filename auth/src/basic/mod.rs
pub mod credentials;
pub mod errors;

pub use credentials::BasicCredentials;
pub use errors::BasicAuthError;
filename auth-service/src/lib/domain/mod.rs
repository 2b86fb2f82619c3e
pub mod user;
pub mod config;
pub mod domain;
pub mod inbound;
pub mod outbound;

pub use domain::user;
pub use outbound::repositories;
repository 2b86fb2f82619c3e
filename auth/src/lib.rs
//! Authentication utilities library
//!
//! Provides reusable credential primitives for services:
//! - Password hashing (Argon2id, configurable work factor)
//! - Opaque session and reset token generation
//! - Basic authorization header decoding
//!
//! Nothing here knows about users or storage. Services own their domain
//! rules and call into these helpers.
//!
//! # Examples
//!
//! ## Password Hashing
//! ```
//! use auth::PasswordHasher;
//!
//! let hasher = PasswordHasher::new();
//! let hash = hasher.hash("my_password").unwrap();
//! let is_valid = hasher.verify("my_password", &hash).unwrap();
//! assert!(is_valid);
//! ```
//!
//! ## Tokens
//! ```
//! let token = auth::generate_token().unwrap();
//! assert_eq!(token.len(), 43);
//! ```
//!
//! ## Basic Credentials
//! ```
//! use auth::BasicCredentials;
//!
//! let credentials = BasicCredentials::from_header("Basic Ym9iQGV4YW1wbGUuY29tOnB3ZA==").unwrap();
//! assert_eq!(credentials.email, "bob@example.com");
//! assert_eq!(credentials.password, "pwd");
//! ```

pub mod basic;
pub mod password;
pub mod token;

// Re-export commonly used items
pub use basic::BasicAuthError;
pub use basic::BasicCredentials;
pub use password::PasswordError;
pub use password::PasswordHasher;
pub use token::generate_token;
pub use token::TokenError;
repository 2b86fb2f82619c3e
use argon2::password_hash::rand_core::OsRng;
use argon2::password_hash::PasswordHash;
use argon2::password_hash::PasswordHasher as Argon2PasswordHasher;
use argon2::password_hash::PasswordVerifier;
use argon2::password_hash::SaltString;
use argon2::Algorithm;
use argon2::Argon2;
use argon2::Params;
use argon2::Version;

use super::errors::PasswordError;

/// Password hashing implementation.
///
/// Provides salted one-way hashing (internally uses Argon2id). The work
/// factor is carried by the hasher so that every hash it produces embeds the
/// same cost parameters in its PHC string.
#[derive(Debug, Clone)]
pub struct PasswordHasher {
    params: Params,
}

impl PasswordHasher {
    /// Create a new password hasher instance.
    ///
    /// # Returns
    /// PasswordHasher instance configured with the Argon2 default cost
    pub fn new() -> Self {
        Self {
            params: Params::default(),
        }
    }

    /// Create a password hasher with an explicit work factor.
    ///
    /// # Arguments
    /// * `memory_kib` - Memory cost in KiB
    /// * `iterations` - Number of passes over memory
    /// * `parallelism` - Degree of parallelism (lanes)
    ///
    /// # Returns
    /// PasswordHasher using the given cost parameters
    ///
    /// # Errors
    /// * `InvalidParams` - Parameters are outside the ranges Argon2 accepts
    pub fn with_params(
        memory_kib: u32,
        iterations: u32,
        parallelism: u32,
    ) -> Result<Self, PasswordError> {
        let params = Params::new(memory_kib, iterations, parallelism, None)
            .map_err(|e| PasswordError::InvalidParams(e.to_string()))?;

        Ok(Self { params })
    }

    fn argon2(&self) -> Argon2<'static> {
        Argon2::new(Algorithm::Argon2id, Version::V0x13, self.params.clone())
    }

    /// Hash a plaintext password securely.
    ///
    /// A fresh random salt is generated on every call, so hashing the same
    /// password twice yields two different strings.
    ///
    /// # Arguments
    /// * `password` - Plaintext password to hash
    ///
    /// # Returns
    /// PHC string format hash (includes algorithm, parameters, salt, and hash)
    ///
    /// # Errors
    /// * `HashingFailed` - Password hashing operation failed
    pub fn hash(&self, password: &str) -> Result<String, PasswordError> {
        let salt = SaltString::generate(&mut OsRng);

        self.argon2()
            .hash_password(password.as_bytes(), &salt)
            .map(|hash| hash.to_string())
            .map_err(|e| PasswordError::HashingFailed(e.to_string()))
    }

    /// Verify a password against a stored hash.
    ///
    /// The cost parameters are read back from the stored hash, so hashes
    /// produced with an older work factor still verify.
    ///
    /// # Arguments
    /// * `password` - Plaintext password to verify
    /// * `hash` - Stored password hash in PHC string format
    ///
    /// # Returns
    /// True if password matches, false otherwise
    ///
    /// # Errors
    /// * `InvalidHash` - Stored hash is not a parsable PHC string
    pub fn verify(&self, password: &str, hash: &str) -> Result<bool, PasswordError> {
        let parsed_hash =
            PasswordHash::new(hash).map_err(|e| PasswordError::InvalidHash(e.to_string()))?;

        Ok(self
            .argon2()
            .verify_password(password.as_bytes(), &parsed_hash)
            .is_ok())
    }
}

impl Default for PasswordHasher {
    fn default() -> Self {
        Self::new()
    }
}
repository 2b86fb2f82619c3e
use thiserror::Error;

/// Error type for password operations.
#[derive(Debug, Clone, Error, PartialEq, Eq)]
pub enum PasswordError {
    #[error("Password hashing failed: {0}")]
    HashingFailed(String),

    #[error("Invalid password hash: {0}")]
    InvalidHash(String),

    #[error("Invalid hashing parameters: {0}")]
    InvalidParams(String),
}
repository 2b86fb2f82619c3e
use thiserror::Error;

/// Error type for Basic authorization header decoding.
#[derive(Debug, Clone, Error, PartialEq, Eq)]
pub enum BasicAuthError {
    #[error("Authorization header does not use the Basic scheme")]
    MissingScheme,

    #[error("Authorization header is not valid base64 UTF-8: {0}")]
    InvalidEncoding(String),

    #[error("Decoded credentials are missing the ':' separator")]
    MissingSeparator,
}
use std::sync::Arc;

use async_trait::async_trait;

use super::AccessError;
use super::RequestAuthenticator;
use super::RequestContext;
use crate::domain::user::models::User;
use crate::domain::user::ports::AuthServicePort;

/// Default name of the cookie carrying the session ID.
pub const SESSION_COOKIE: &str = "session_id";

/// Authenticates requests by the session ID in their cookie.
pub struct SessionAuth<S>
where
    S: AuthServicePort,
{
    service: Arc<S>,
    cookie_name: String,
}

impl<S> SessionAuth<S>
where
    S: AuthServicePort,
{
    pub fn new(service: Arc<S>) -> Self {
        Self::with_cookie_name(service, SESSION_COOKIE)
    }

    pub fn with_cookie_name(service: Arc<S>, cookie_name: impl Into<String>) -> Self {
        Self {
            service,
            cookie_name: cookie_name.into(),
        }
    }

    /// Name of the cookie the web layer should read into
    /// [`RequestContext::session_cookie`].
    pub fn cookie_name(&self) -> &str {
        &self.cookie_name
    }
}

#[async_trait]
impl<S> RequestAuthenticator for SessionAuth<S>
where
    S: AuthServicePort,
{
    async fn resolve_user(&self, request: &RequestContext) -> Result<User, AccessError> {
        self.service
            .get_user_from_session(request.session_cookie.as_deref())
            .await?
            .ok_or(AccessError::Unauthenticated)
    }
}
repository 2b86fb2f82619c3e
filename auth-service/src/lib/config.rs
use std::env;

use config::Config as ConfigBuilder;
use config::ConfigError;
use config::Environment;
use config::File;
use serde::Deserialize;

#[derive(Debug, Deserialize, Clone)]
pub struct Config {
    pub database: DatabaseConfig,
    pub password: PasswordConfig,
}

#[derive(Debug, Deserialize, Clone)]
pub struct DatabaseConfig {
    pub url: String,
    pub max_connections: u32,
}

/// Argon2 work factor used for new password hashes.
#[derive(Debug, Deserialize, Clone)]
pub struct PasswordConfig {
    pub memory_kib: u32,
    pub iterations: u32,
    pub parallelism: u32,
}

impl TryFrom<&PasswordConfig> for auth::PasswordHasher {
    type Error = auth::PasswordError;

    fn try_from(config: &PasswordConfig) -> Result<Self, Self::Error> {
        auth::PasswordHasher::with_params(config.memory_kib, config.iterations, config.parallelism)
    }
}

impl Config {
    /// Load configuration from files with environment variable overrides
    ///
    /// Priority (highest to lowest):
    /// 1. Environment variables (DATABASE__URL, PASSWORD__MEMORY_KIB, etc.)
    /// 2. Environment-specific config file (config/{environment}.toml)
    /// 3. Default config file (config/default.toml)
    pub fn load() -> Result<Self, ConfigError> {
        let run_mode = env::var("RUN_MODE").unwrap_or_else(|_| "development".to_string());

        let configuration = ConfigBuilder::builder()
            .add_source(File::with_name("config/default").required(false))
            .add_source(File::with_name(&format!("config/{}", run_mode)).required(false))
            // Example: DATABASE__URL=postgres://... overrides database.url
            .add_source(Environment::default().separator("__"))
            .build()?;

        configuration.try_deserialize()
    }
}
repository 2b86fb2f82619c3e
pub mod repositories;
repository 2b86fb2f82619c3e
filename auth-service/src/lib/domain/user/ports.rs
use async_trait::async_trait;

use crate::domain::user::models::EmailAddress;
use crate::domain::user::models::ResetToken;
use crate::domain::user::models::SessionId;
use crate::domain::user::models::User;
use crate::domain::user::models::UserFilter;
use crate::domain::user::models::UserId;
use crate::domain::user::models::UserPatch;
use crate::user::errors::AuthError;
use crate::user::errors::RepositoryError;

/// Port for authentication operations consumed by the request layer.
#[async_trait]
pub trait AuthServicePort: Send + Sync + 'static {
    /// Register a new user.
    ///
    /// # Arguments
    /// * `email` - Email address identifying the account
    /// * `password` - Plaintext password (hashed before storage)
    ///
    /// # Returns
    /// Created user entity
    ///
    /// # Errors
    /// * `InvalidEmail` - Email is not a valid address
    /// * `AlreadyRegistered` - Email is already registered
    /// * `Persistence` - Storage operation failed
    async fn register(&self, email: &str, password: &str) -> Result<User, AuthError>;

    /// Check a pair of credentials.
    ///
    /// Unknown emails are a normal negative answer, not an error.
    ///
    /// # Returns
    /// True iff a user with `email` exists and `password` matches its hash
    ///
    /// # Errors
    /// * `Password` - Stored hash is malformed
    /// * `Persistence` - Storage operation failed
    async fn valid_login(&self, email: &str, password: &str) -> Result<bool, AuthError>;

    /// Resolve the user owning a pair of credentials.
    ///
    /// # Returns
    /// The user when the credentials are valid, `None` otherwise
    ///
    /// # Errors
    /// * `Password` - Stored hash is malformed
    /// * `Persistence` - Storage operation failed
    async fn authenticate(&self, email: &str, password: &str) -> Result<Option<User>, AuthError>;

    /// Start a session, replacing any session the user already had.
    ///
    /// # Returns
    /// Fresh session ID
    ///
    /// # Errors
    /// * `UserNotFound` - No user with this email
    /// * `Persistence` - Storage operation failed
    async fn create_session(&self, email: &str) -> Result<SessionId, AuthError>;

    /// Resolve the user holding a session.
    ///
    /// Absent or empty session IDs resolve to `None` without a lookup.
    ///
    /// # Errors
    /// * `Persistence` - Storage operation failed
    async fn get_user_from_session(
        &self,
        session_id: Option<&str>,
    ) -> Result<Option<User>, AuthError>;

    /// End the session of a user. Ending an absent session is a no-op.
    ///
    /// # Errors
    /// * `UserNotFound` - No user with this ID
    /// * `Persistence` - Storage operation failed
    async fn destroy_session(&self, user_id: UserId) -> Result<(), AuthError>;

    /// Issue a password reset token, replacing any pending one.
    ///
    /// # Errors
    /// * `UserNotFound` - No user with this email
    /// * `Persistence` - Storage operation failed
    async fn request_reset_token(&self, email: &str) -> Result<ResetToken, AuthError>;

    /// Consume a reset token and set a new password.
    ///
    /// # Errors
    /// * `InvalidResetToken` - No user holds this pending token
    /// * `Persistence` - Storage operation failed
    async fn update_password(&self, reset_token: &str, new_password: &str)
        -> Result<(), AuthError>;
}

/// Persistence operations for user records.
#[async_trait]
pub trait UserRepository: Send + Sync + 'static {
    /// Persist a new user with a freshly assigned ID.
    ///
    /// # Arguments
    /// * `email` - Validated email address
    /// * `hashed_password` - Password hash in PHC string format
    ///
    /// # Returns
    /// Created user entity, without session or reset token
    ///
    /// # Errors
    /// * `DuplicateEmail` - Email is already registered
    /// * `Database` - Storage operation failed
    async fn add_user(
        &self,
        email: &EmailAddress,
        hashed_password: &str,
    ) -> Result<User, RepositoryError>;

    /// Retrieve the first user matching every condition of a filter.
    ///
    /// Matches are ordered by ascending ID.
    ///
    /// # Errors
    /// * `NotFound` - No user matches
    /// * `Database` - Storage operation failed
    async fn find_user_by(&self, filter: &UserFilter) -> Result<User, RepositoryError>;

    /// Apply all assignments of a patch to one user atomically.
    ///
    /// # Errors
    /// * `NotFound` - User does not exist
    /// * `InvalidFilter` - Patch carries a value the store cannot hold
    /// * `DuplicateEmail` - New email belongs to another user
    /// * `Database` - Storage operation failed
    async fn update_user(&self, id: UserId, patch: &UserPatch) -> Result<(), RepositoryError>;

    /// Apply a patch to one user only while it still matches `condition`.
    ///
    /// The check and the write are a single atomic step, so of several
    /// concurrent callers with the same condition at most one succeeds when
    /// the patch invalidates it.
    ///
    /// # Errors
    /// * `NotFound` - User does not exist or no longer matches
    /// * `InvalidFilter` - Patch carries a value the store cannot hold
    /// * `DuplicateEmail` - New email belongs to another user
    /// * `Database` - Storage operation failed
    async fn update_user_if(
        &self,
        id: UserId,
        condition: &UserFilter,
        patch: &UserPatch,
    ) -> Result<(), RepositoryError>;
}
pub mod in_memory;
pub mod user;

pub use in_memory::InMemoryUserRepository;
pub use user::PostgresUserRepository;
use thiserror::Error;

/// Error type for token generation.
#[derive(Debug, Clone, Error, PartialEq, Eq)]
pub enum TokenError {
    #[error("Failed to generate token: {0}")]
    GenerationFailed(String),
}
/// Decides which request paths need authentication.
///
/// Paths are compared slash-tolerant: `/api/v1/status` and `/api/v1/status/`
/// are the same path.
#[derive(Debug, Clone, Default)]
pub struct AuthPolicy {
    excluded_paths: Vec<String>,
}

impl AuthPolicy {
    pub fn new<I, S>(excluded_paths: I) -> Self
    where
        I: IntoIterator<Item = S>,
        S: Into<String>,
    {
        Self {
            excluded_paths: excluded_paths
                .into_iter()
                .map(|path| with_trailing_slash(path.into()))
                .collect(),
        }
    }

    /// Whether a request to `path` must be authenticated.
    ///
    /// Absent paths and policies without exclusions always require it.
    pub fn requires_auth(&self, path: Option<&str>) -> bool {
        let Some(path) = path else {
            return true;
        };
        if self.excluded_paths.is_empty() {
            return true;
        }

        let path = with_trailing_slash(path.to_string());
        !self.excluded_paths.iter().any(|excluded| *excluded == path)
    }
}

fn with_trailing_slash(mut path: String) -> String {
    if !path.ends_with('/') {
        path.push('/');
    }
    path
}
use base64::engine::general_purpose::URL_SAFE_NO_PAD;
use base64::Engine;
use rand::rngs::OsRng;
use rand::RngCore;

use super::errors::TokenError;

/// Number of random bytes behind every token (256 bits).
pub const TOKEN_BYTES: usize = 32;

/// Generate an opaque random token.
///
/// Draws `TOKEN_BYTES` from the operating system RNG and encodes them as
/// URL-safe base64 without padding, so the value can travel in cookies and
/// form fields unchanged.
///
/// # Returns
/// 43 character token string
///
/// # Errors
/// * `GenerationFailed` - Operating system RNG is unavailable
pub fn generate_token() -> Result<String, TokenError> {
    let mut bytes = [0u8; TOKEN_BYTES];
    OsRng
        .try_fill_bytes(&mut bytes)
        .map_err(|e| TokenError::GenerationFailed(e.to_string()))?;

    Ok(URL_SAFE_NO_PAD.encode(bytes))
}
☆ ☆ ☆ ☆ ☆
• PROBLEM:
Find and show each line of the listing with the word "BasicAuthError".

• SOLUTION TO THIS PROBLEM:
pub use errors::BasicAuthError;
pub use basic::BasicAuthError;
pub enum BasicAuthError {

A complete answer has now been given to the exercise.